To understand Abraham’s story, we need to understand something very important: a covenant.
A covenant is more than a promise. It is a sacred family bond.
In a covenant, two people commit themselves completely to one another. In the ancient world, covenants often involved signs, rituals, and sacrifices to show that the relationship was permanent and serious.
God did not simply want followers.
He wanted a family.
Throughout the Bible, God forms covenants with His people to bring them closer to Him.
God’s Promise to Abraham
God made three incredible promises to Abram:
Land – God would lead him to a new homeland.
Descendants – Even though Abram and his wife Sarah were old and had no children, God promised they would have a great family.
Blessing for the whole world – Through Abram’s family, all nations would be blessed.
"Look up at the sky and count the stars—if indeed you can count them... So shall your offspring be."
Genesis 15:5
God even changed Abram’s name to Abraham, which means “father of many nations.”
Faith That Trusts God
Abraham’s journey was not easy. There were moments of doubt and long years of waiting.

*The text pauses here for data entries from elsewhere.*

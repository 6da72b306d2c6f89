//! Bluetooth UUID helpers.
//!
//! BlueZ reports and expects 128-bit UUIDs in lower-case hyphenated form.
//! Profiles and advertisements are often written with 16- or 32-bit SIG
//! aliases (`180d`, `0x180F`), which are offsets into the Bluetooth base
//! UUID.

use uuid::Uuid;

use crate::Result;
use crate::api::models::{BluezError, ObjectPath};
use crate::types::constants::{BLUEZ_SERVICE, BLUETOOTH_BASE_UUID};

/// Expands a 16- or 32-bit SIG alias into a full UUID.
pub fn uuid_from_alias(alias: u32) -> Uuid {
    Uuid::from_u128(BLUETOOTH_BASE_UUID | (u128::from(alias) << 96))
}

/// Normalizes a UUID string to the 128-bit lower-case form BlueZ uses.
///
/// Accepts 4 or 8 hex digit aliases (optionally `0x`-prefixed) and any
/// form [`Uuid::parse_str`] accepts.
///
/// ```rust
/// use bluezrs::util::normalize_uuid;
///
/// assert_eq!(
///     normalize_uuid("0x180D").unwrap(),
///     "0000180d-0000-1000-8000-00805f9b34fb"
/// );
/// ```
pub fn normalize_uuid(input: &str) -> Result<String> {
    let trimmed = input.trim();
    let hex = trimmed
        .strip_prefix("0x")
        .or_else(|| trimmed.strip_prefix("0X"))
        .unwrap_or(trimmed);

    if matches!(hex.len(), 4 | 8) {
        let alias = u32::from_str_radix(hex, 16).map_err(|_| invalid_uuid(input))?;
        return Ok(uuid_from_alias(alias).hyphenated().to_string());
    }

    Uuid::parse_str(trimmed)
        .map(|u| u.hyphenated().to_string())
        .map_err(|_| invalid_uuid(input))
}

/// Returns the SIG alias of a UUID inside the Bluetooth base range.
pub fn short_alias(uuid: &Uuid) -> Option<u32> {
    let value = uuid.as_u128();
    let mask = (1u128 << 96) - 1;
    (value & mask == BLUETOOTH_BASE_UUID & mask).then(|| (value >> 96) as u32)
}

fn invalid_uuid(input: &str) -> BluezError {
    BluezError::TypeMismatch {
        property: "UUID".into(),
        expected: "a Bluetooth UUID".into(),
        found: input.to_string(),
    }
}

/// A stable object path for an application object named `name`.
///
/// The same name always yields the same path, so a restarted application
/// re-registers at the path it used before.
pub fn app_path(name: &str) -> ObjectPath {
    let id = Uuid::new_v5(&Uuid::NAMESPACE_DNS, format!("{name}.{BLUEZ_SERVICE}").as_bytes());
    ObjectPath::root()
        .child("bluezrs")
        .child(&format!("app_{}", id.simple()))
}

#[cfg(test)]
mod tests {
    use super::*;

    #[test]
    fn test_alias_expansion() {
        assert_eq!(
            uuid_from_alias(0x180f).to_string(),
            "0000180f-0000-1000-8000-00805f9b34fb"
        );
        assert_eq!(normalize_uuid("180D").unwrap(), "0000180d-0000-1000-8000-00805f9b34fb");
        assert_eq!(
            normalize_uuid("0000FE95").unwrap(),
            "0000fe95-0000-1000-8000-00805f9b34fb"
        );
    }

    #[test]
    fn test_full_uuid_is_lowercased() {
        assert_eq!(
            normalize_uuid("6E400001-B5A3-F393-E0A9-E50E24DCCA9E").unwrap(),
            "6e400001-b5a3-f393-e0a9-e50e24dcca9e"
        );
        assert!(normalize_uuid("not-a-uuid").is_err());
        assert!(normalize_uuid("18zz").is_err());
    }

    #[test]
    fn test_short_alias() {
        assert_eq!(short_alias(&uuid_from_alias(0x2a37)), Some(0x2a37));
        let vendor = Uuid::parse_str("6e400001-b5a3-f393-e0a9-e50e24dcca9e").unwrap();
        assert_eq!(short_alias(&vendor), None);
    }

    #[test]
    fn test_app_path_is_stable() {
        let a = app_path("thermometer");
        assert_eq!(a, app_path("thermometer"));
        assert_ne!(a, app_path("speaker"));
        assert!(a.as_str().starts_with("/bluezrs/app_"));
    }
}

Yet Abraham kept trusting God’s promise.
One of the most powerful moments of faith came when God asked Abraham to offer his beloved son Isaac. At the last moment, God stopped him and provided a ram instead.
Through this, God revealed something important: He would provide the true sacrifice Himself.
This moment foreshadows something much later in history, when God the Father would give His own Son for the salvation of the world.
The covenant with Abraham is the beginning of a great story. The sprout of a seed, on rocky ground, and in that tiny seed a great and mighty hidden plan of redemption.
Through Abraham’s faith, God began the long journey of bringing humanity back into His family.
What started with one man saying yes to God would one day become a blessing for the entire world.
The Patriarch Abraham, our father in faith, unknowingly brings all believers, in a certain sense, into God's eternal plan in which the world's redemption is accomplished. ... Abraham's sacrifice can be seen as a prophetic sign of Christ's sacrifice."